Впрочем, галерея не столько разговорами запомнилась, сколько… поцелуями. Да, в этом уголке замка мы с синеглазым не один час провели. Впрочем, мы везде нацеловаться успели, даже в кладовой при кухне.
— Эмелис, дорогая, тебе нравится? — спросила старушка, поведя рукой. Она на заснеженный пейзаж указывала.
— Очень, — не стала лукавить я.
Госпожа Вента взяла за руку и потянула к ближайшему окну. Дышала хозяйка замка через раз, что с лихвой подтверждало мои опасения. И они, как часто бывает, оправдались…
— Эмелис, понимаю, что мы знакомы совсем недавно, и я не совсем вправе, — сказала Вента, — но… Эмелис, я прошу об услуге.
Я одарила старушку удивлённым взглядом, и тут же услышала:
— Эмелис, пообещай, что после моей смерти вы с Терри поселитесь здесь, в этом замке.
Сказать, что я удивилась, — не сказать ничего. Да я на грани обморока оказалась! Я ждала чего угодно, только не этого.
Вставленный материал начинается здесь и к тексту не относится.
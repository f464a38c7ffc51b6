//! Line input to command mapping.
//!
//! One line is one command. Card and target numbers are 1-based on screen and
//! converted to the 0-based indices the combat core expects.

use std::str::FromStr;

use combat_core::CombatCommand;

/// High-level outcome of parsing one input line.
#[derive(Clone, Copy, Debug, PartialEq, Eq)]
pub enum UserInput {
    /// Send a command to the combat controller.
    Dispatch(CombatCommand),
    /// Print a read-only view.
    Show(View),
    Help,
    Quit,
}

#[derive(Clone, Copy, Debug, PartialEq, Eq)]
pub enum View {
    Hand,
    Enemy,
    Deck,
    Targets,
}

#[derive(Clone, Debug, PartialEq, Eq, thiserror::Error)]
pub enum InputError {
    #[error("unknown command '{0}' (type 'help')")]
    UnknownVerb(String),

    #[error("'{verb}' needs a number")]
    MissingNumber { verb: &'static str },

    #[error("'{0}' is not a number from 1 upwards")]
    BadNumber(String),
}

#[derive(Clone, Copy, Debug, PartialEq, Eq, strum::EnumString, strum::IntoStaticStr)]
#[strum(serialize_all = "snake_case", ascii_case_insensitive)]
enum Verb {
    #[strum(serialize = "play", serialize = "p")]
    Play,
    #[strum(serialize = "target", serialize = "t")]
    Target,
    #[strum(serialize = "cancel", serialize = "c")]
    Cancel,
    #[strum(serialize = "end", serialize = "e")]
    End,
    Start,
    #[strum(serialize = "pause", serialize = "overlay")]
    Pause,
    Resume,
    #[strum(serialize = "hand", serialize = "h")]
    Hand,
    #[strum(serialize = "enemy", serialize = "status", serialize = "s")]
    Enemy,
    #[strum(serialize = "deck", serialize = "d")]
    Deck,
    Targets,
    #[strum(serialize = "help", serialize = "?")]
    Help,
    #[strum(serialize = "quit", serialize = "q", serialize = "exit")]
    Quit,
}

/// Parses one line. Blank lines yield `Ok(None)`.
pub fn parse_line(line: &str) -> Result<Option<UserInput>, InputError> {
    let mut words = line.split_whitespace();
    let Some(word) = words.next() else {
        return Ok(None);
    };
    let verb = Verb::from_str(word).map_err(|_| InputError::UnknownVerb(word.to_owned()))?;

    let input = match verb {
        Verb::Play => UserInput::Dispatch(CombatCommand::PlayCard(number(verb, words.next())?)),
        Verb::Target => {
            UserInput::Dispatch(CombatCommand::ChooseTarget(number(verb, words.next())?))
        }
        Verb::Cancel => UserInput::Dispatch(CombatCommand::CancelTargetSelection),
        Verb::End => UserInput::Dispatch(CombatCommand::EndPlayerTurn),
        Verb::Start => UserInput::Dispatch(CombatCommand::StartCombat),
        Verb::Pause => UserInput::Dispatch(CombatCommand::OpenOverlay),
        Verb::Resume => UserInput::Dispatch(CombatCommand::CloseOverlay),
        Verb::Hand => UserInput::Show(View::Hand),
        Verb::Enemy => UserInput::Show(View::Enemy),
        Verb::Deck => UserInput::Show(View::Deck),
        Verb::Targets => UserInput::Show(View::Targets),
        Verb::Help => UserInput::Help,
        Verb::Quit => UserInput::Quit,
    };
    Ok(Some(input))
}

/// Reads a 1-based number and returns it 0-based.
fn number(verb: Verb, word: Option<&str>) -> Result<usize, InputError> {
    let word = word.ok_or(InputError::MissingNumber { verb: verb.into() })?;
    word.parse::<usize>()
        .ok()
        .and_then(|value| value.checked_sub(1))
        .ok_or_else(|| InputError::BadNumber(word.to_owned()))
}

pub const HELP: &str = "\
commands:
  play N    (p)  play card N from your hand
  target N  (t)  aim the pending attack at target N
  cancel    (c)  drop the pending attack
  end       (e)  end your turn
  hand      (h)  show your hand
  enemy     (s)  show enemy parts and intents
  deck      (d)  show card counts across the deck
  targets        show attackable parts
  pause / resume open or close the deck overlay
  start          start a new combat once this one is over
  quit      (q)  leave";

#[cfg(test)]
mod tests {
    use super::*;

    #[test]
    fn numbers_are_one_based() {
        assert_eq!(
            parse_line("play 1").unwrap(),
            Some(UserInput::Dispatch(CombatCommand::PlayCard(0)))
        );
        assert_eq!(
            parse_line("  T 3 ").unwrap(),
            Some(UserInput::Dispatch(CombatCommand::ChooseTarget(2)))
        );
    }

    #[test]
    fn aliases_and_views() {
        assert_eq!(
            parse_line("e").unwrap(),
            Some(UserInput::Dispatch(CombatCommand::EndPlayerTurn))
        );
        assert_eq!(parse_line("status").unwrap(), Some(UserInput::Show(View::Enemy)));
        assert_eq!(parse_line("q").unwrap(), Some(UserInput::Quit));
        assert_eq!(parse_line("   ").unwrap(), None);
    }

    #[test]
    fn bad_input_is_reported() {
        assert_eq!(
            parse_line("play").unwrap_err(),
            InputError::MissingNumber { verb: "play" }
        );
        assert_eq!(
            parse_line("play 0").unwrap_err(),
            InputError::BadNumber("0".into())
        );
        assert!(matches!(
            parse_line("fly").unwrap_err(),
            InputError::UnknownVerb(_)
        ));
    }
}
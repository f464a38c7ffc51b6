//! Combatant templates and their construction-time validation.
//!
//! Templates are static configuration supplied before a session exists. They
//! can be deserialized from RON files (with the `serde` feature) and are turned
//! into [`Player`](crate::Player) and [`Enemy`](crate::Enemy) records by the
//! `from_template` factories. A template that breaks an invariant is rejected
//! here with a [`ConstructionError`], so defects never surface mid-combat.

use crate::card::CardDefinition;
use crate::combatant::EnemyIntent;
use crate::error::{ErrorSeverity, GameError};

/// Template for one enemy part.
#[derive(Clone, Debug, PartialEq, Eq)]
#[cfg_attr(feature = "serde", derive(serde::Serialize, serde::Deserialize))]
pub struct PartTemplate {
    pub name: String,
    pub max_health: u32,
    #[cfg_attr(feature = "serde", serde(default))]
    pub is_core: bool,
    #[cfg_attr(feature = "serde", serde(default))]
    pub intents: Vec<EnemyIntent>,
}

impl PartTemplate {
    /// Core part: no repertoire, its destruction defeats the enemy.
    pub fn core(name: impl Into<String>, max_health: u32) -> Self {
        Self {
            name: name.into(),
            max_health,
            is_core: true,
            intents: Vec::new(),
        }
    }

    /// Non-core part acting from the given repertoire.
    pub fn limb(name: impl Into<String>, max_health: u32, intents: Vec<EnemyIntent>) -> Self {
        Self {
            name: name.into(),
            max_health,
            is_core: false,
            intents,
        }
    }
}

/// Template for an enemy: an ordered list of parts, exactly one of them core.
#[derive(Clone, Debug, PartialEq, Eq)]
#[cfg_attr(feature = "serde", derive(serde::Serialize, serde::Deserialize))]
pub struct EnemyTemplate {
    pub name: String,
    pub parts: Vec<PartTemplate>,
}

impl EnemyTemplate {
    pub fn new(name: impl Into<String>) -> Self {
        Self {
            name: name.into(),
            parts: Vec::new(),
        }
    }

    /// Appends a part (builder pattern).
    #[must_use]
    pub fn with_part(mut self, part: PartTemplate) -> Self {
        self.parts.push(part);
        self
    }

    /// Checks the construction invariants.
    pub fn validate(&self) -> Result<(), ConstructionError> {
        if self.parts.is_empty() {
            return Err(ConstructionError::NoParts {
                enemy: self.name.clone(),
            });
        }

        let mut core_index = None;
        for (index, part) in self.parts.iter().enumerate() {
            if part.max_health == 0 {
                return Err(ConstructionError::ZeroHealthPart {
                    enemy: self.name.clone(),
                    index,
                });
            }
            if part.is_core {
                if let Some(first) = core_index {
                    return Err(ConstructionError::MultipleCoreParts {
                        enemy: self.name.clone(),
                        first,
                        second: index,
                    });
                }
                core_index = Some(index);
            }
        }

        match core_index {
            Some(_) => Ok(()),
            None => Err(ConstructionError::NoCorePart {
                enemy: self.name.clone(),
            }),
        }
    }
}

/// Template for the player: vitals and the full starting deck.
#[derive(Clone, Debug, PartialEq, Eq)]
#[cfg_attr(feature = "serde", derive(serde::Serialize, serde::Deserialize))]
pub struct PlayerTemplate {
    pub max_health: u32,
    pub max_energy: u32,
    pub deck: Vec<CardDefinition>,
}

impl PlayerTemplate {
    pub const DEFAULT_MAX_HEALTH: u32 = 100;
    pub const DEFAULT_MAX_ENERGY: u32 = 3;

    pub fn new(max_health: u32, max_energy: u32, deck: Vec<CardDefinition>) -> Self {
        Self {
            max_health,
            max_energy,
            deck,
        }
    }

    /// Default vitals with three Strikes and two Defends.
    pub fn starter() -> Self {
        let mut deck = vec![CardDefinition::attack("Strike", 1, 6); 3];
        deck.extend(vec![CardDefinition::defend("Defend", 1, 5); 2]);
        Self::new(Self::DEFAULT_MAX_HEALTH, Self::DEFAULT_MAX_ENERGY, deck)
    }

    pub fn validate(&self) -> Result<(), ConstructionError> {
        if self.max_health == 0 {
            return Err(ConstructionError::ZeroHealthPlayer);
        }
        Ok(())
    }
}

/// Configuration defects that prevent a combat session from being built.
#[derive(Clone, Debug, PartialEq, Eq, thiserror::Error)]
#[cfg_attr(feature = "serde", derive(serde::Serialize, serde::Deserialize))]
pub enum ConstructionError {
    #[error("enemy '{enemy}' has no parts")]
    NoParts { enemy: String },

    #[error("enemy '{enemy}' has no core part")]
    NoCorePart { enemy: String },

    #[error("enemy '{enemy}' has more than one core part (parts {first} and {second})")]
    MultipleCoreParts {
        enemy: String,
        first: usize,
        second: usize,
    },

    #[error("enemy '{enemy}' part {index} has zero max health")]
    ZeroHealthPart { enemy: String, index: usize },

    #[error("player template has zero max health")]
    ZeroHealthPlayer,
}

impl GameError for ConstructionError {
    fn severity(&self) -> ErrorSeverity {
        ErrorSeverity::Fatal
    }

    fn error_code(&self) -> &'static str {
        match self {
            Self::NoParts { .. } => "CONSTRUCTION_NO_PARTS",
            Self::NoCorePart { .. } => "CONSTRUCTION_NO_CORE_PART",
            Self::MultipleCoreParts { .. } => "CONSTRUCTION_MULTIPLE_CORE_PARTS",
            Self::ZeroHealthPart { .. } => "CONSTRUCTION_ZERO_HEALTH_PART",
            Self::ZeroHealthPlayer => "CONSTRUCTION_ZERO_HEALTH_PLAYER",
        }
    }
}
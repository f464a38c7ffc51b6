use crate::card::CardDefinition;

/// Pending attack waiting for a target.
///
/// `targets` is the snapshot of undestroyed part indices taken when the
/// selection began; `ChooseTarget(i)` indexes into this list.
#[derive(Clone, Debug, PartialEq, Eq)]
#[cfg_attr(feature = "serde", derive(serde::Serialize, serde::Deserialize))]
pub struct TargetSelection {
    pub hand_index: usize,
    pub card: CardDefinition,
    pub targets: Vec<usize>,
}

impl TargetSelection {
    /// Enemy part index behind snapshot slot `choice`.
    pub fn part_index(&self, choice: usize) -> Option<usize> {
        self.targets.get(choice).copied()
    }
}
//! Lock-step cycle driver: advances every core then the bus, once per tick.

use log::info;

use crate::bus::Bus;
use crate::cache::Cache;
use crate::config::{Config, Timing, NUM_CORES};
use crate::core::{Core, CoreStats};
use crate::instr::Instruction;
use crate::protocol::{AccessLocality, CoherenceProtocol};
use crate::report::Report;

/// Owns the flat per-core arrays the design calls for: `caches` and `cores`
/// are indexed by core id, so the bus can borrow `caches` as a whole slice
/// during its tick without any core holding a reference into it.
pub struct Simulation<P: CoherenceProtocol + Default> {
    cores: Vec<Core<P>>,
    caches: Vec<Cache>,
    bus: Bus,
    timing: Timing,
    block_size_bytes: u64,
}

impl<P: CoherenceProtocol + Default> Simulation<P> {
    pub fn new(cfg: &Config, traces: Vec<Vec<Instruction>>) -> Self {
        assert_eq!(traces.len(), NUM_CORES, "one trace per core is required");
        let caches = (0..NUM_CORES).map(|_| Cache::new(cfg)).collect();
        let cores = traces
            .into_iter()
            .enumerate()
            .map(|(id, trace)| Core::new(id, P::default(), trace))
            .collect();
        Simulation {
            cores,
            caches,
            bus: Bus::new(),
            timing: cfg.timing,
            block_size_bytes: cfg.block_size_bytes,
        }
    }

    fn all_done(&self) -> bool {
        self.cores.iter().all(Core::is_done)
    }

    /// Run to completion and return the aggregate report.
    pub fn run(self) -> Report {
        self.run_keeping_caches().0
    }

    /// Run to completion, returning both the report and the final per-core
    /// caches. Scenario tests use this to assert on block state after the
    /// run (e.g. "0x40 ends EXCLUSIVE in core0"), which the report alone
    /// does not expose.
    pub fn run_keeping_caches(mut self) -> (Report, Vec<Cache>) {
        let mut cycle = 0u64;
        info!("simulation starting across {} cores", self.cores.len());
        while !self.all_done() {
            self.tick();
            cycle += 1;
        }
        info!("simulation completed after {cycle} driver ticks");
        let caches = std::mem::take(&mut self.caches);
        (self.into_report(), caches)
    }

    fn tick(&mut self) {
        let Simulation {
            cores,
            caches,
            bus,
            timing,
            block_size_bytes,
        } = self;
        for (core, cache) in cores.iter_mut().zip(caches.iter_mut()) {
            if !core.is_done() {
                core.step(cache, bus, timing);
            }
        }
        bus.tick(caches.as_mut_slice(), timing, *block_size_bytes);
    }

    fn into_report(self) -> Report {
        let per_core: Vec<CoreStats> = self.cores.iter().map(|c| c.stats).collect();
        let overall_cycles = per_core
            .iter()
            .map(CoreStats::execution_cycles)
            .max()
            .unwrap_or(0);
        let locality = self.cores.iter().fold(AccessLocality::default(), |mut acc, c| {
            let l = c.protocol.locality();
            acc.private_accesses += l.private_accesses;
            acc.shared_accesses += l.shared_accesses;
            acc
        });
        Report {
            overall_cycles,
            per_core,
            traffic_bytes: self.bus.traffic_bytes,
            invalidations_or_updates: self.bus.invalidations_or_updates,
            locality,
        }
    }
}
О Всевышний!
— Госпожа Вента, — укоризненно протянула я.
Мой тон был понят совершенно правильно.
— Нет-нет! — поспешила заверить графиня. — Умирать прямо сейчас я не собираюсь. Но ты же понимаешь — никто не вечен. Эмелис, я очень люблю этот замок, поэтому и прошу. Никто не позаботится о нём так, как ты. А Терри… он тут вырос.
Я стояла и молчала. Язык прилип к нёбу, слова застряли комом.
— Да, от столицы замок далековато, — продолжала тем временем старушка, — но в действительности это не проблема. Он стоит на источнике, запаса магии хватит на десять-двенадцать веков, так что портал в полном вашем распоряжении. Понимаешь?
Я понимала одно — я не могу сказать «да». Не могу соврать! Даже из вежливости. Просто Вента… она слишком искренна сейчас. Но и правду говорить не смею…
— Госпожа Вента, — выдохнула я, отводя глаза. — Госпожа Вента, благодарю. От всего сердца. Но…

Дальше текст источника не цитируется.